=== Section Start ===
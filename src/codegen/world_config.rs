//! `world_config.h`: tile/entity enums and the world lookup grid

use super::check_identifier;
use crate::config::PipelineConfig;
use crate::error::{PipelineError, Result};
use crate::world::{CellSize, Definitions, WorldGrid};

/// Name of the implicit tile class of value 0
const EMPTY_TILE: &str = "empty";

pub fn render_world_config(
    defs: &Definitions,
    grid: &WorldGrid,
    cell: CellSize,
    config: &PipelineConfig,
) -> Result<String> {
    let mut tiles = format!("        {} = 0,\n", EMPTY_TILE);
    for (name, value) in defs.grid_tile_types.iter() {
        check_identifier("GridTileType", name)?;
        if name == EMPTY_TILE {
            if value == 0 {
                continue;
            }
            return Err(PipelineError::schema(
                "GridTileType",
                format!("{:?} is reserved for value 0, got {}", EMPTY_TILE, value),
            ));
        }
        tiles.push_str(&format!("        {} = {},\n", name, value));
    }

    let mut entities = String::new();
    for (name, uid) in defs.entity_types.iter() {
        check_identifier("EntityType", name)?;
        entities.push_str(&format!("        {} = {},\n", name, uid));
    }

    let mut cells = String::new();
    for row in grid.rows() {
        let line: Vec<String> = row.iter().map(|c| c.to_string()).collect();
        cells.push_str(&format!("        {},\n", line.join(", ")));
    }

    let guard = format!("{}_LEVEL_WORLDCONFIG_H", config.guard_prefix);
    let canvas = grid.canvas();

    let mut out = String::new();
    out.push_str(&format!("#ifndef {}\n", guard));
    out.push_str(&format!("#define {}\n\n", guard));
    out.push_str(&format!("namespace {} {{\n\n", config.namespace));
    out.push_str("    enum class GridTileType {\n");
    out.push_str(&tiles);
    out.push_str("    };\n\n");
    out.push_str("    enum class EntityType {\n");
    out.push_str(&entities);
    out.push_str("    };\n\n");
    out.push_str(&format!("    static const int world_grid_width = {};\n", cell.width));
    out.push_str(&format!("    static const int world_grid_height = {};\n", cell.height));
    out.push_str(&format!("    static const int world_int_grid_width = {};\n", canvas.width));
    out.push_str(&format!("    static const int world_int_grid_height = {};\n", canvas.height));
    out.push_str("    static const int world_int_grid[] = {\n");
    out.push_str(&cells);
    out.push_str("    };\n");
    out.push_str(&format!(
        "    static const int string_metadata_max_size = {};\n",
        config.string_metadata_max_size
    ));
    out.push_str("}\n\n");
    out.push_str("#endif\n");

    Ok(out)
}

#[cfg(test)]
mod tests {
    use super::*;
    use crate::config::CanvasSize;
    use crate::fixtures::sample_project;
    use crate::world::Placement;

    fn sample_grid() -> WorldGrid {
        WorldGrid::build(
            CanvasSize::new(3, 2),
            -1,
            &[Placement::new(0, "Level_0", 0, 0, 2, 1)],
        )
        .unwrap()
    }

    fn render(defs: &Definitions) -> Result<String> {
        let config = PipelineConfig::default();
        let cell = CellSize { width: 16, height: 16 };
        render_world_config(defs, &sample_grid(), cell, &config)
    }

    #[test]
    fn test_enums_and_constants() {
        let defs = Definitions::from_defs(&sample_project().defs);
        let header = render(&defs).unwrap();

        assert!(header.starts_with("#ifndef COLLIE_DEFENCE_GBA_LEVEL_WORLDCONFIG_H"));
        assert!(header.contains("namespace cd {"));
        assert!(header.contains("        empty = 0,\n        platform = 1,\n        spikes = 2,"));
        assert!(header.contains("        Player = 1,\n        Npc = 2,"));
        assert!(header.contains("world_grid_width = 16;"));
        assert!(header.contains("world_int_grid_width = 3;"));
        assert!(header.contains("world_int_grid_height = 2;"));
        assert!(header.contains("string_metadata_max_size = 45;"));
        assert!(header.trim_end().ends_with("#endif"));
    }

    #[test]
    fn test_grid_one_row_per_line() {
        let header = render(&Definitions::default()).unwrap();
        assert!(header.contains("world_int_grid[] = {\n        0, 0, -1,\n        -1, -1, -1,\n    };"));
    }

    #[test]
    fn test_explicit_empty_tile_is_folded() {
        let mut defs = Definitions::default();
        defs.grid_tile_types.insert("empty", 0);
        defs.grid_tile_types.insert("wall", 1);
        let header = render(&defs).unwrap();
        assert_eq!(header.matches("empty = 0").count(), 1);

        defs.grid_tile_types.insert("empty", 4);
        assert!(render(&defs).is_err());
    }

    #[test]
    fn test_invalid_enum_name() {
        let mut defs = Definitions::default();
        defs.entity_types.insert("Big Dog", 5);
        assert!(matches!(render(&defs), Err(PipelineError::SchemaMismatch { .. })));
    }
}
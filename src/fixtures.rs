//! Shared test fixtures

/// Two 16px-cell levels side by side: `Level_0` (2x2 cells at the origin,
/// with entities) and `Level_1` (3x2 cells at cell (2, 0), no entity layer).
pub const SAMPLE_PROJECT: &str = r#"{
    "jsonVersion": "1.5.3",
    "worldGridWidth": 16,
    "worldGridHeight": 16,
    "defs": {
        "entities": [
            { "identifier": "Player", "uid": 1 },
            { "identifier": "Npc", "uid": 2 }
        ],
        "layers": [
            {
                "identifier": "IntGrid",
                "type": "IntGrid",
                "intGridValues": [
                    { "value": 1, "identifier": "platform" },
                    { "value": 2, "identifier": "spikes" },
                    { "value": 3, "identifier": null }
                ]
            },
            { "identifier": "Entities", "type": "Entities", "intGridValues": [] }
        ]
    },
    "levels": [
        {
            "identifier": "Level_0",
            "uid": 10,
            "pxWid": 32,
            "pxHei": 32,
            "worldX": 0,
            "worldY": 0,
            "layerInstances": [
                {
                    "__identifier": "Entities",
                    "__type": "Entities",
                    "intGridCsv": [],
                    "entityInstances": [
                        { "__identifier": "Player", "px": [8, 8], "fieldInstances": [] },
                        {
                            "__identifier": "Npc",
                            "px": [16, 8],
                            "fieldInstances": [
                                { "__identifier": "to", "__type": "Point", "__value": { "cx": 1, "cy": 1 } },
                                { "__identifier": "speech", "__type": "String", "__value": "Hello \"pup\"!" },
                                { "__identifier": "hp", "__type": "Int", "__value": 3 }
                            ]
                        }
                    ]
                },
                {
                    "__identifier": "IntGrid",
                    "__type": "IntGrid",
                    "intGridCsv": [0, 1, 1, 2],
                    "entityInstances": []
                }
            ]
        },
        {
            "identifier": "Level_1",
            "uid": 11,
            "pxWid": 48,
            "pxHei": 32,
            "worldX": 32,
            "worldY": 0,
            "layerInstances": [
                {
                    "__identifier": "IntGrid",
                    "__type": "IntGrid",
                    "intGridCsv": [1, 1, 1, 0, 0, 0],
                    "entityInstances": []
                }
            ]
        }
    ]
}"#;

/// The sample project bound to the schema
pub fn sample_project() -> crate::ldtk::LdtkProject {
    crate::ldtk::load_project_from_str(SAMPLE_PROJECT, "sample").unwrap()
}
=== Section End ===
## AIM OF THE EXERCISE
Gather each line of the listing containing the word "GridTileType" and show it.

## EXERCISE RESULT
        check_identifier("GridTileType", name)?;
                "GridTileType",
    out.push_str("    enum class GridTileType {\n");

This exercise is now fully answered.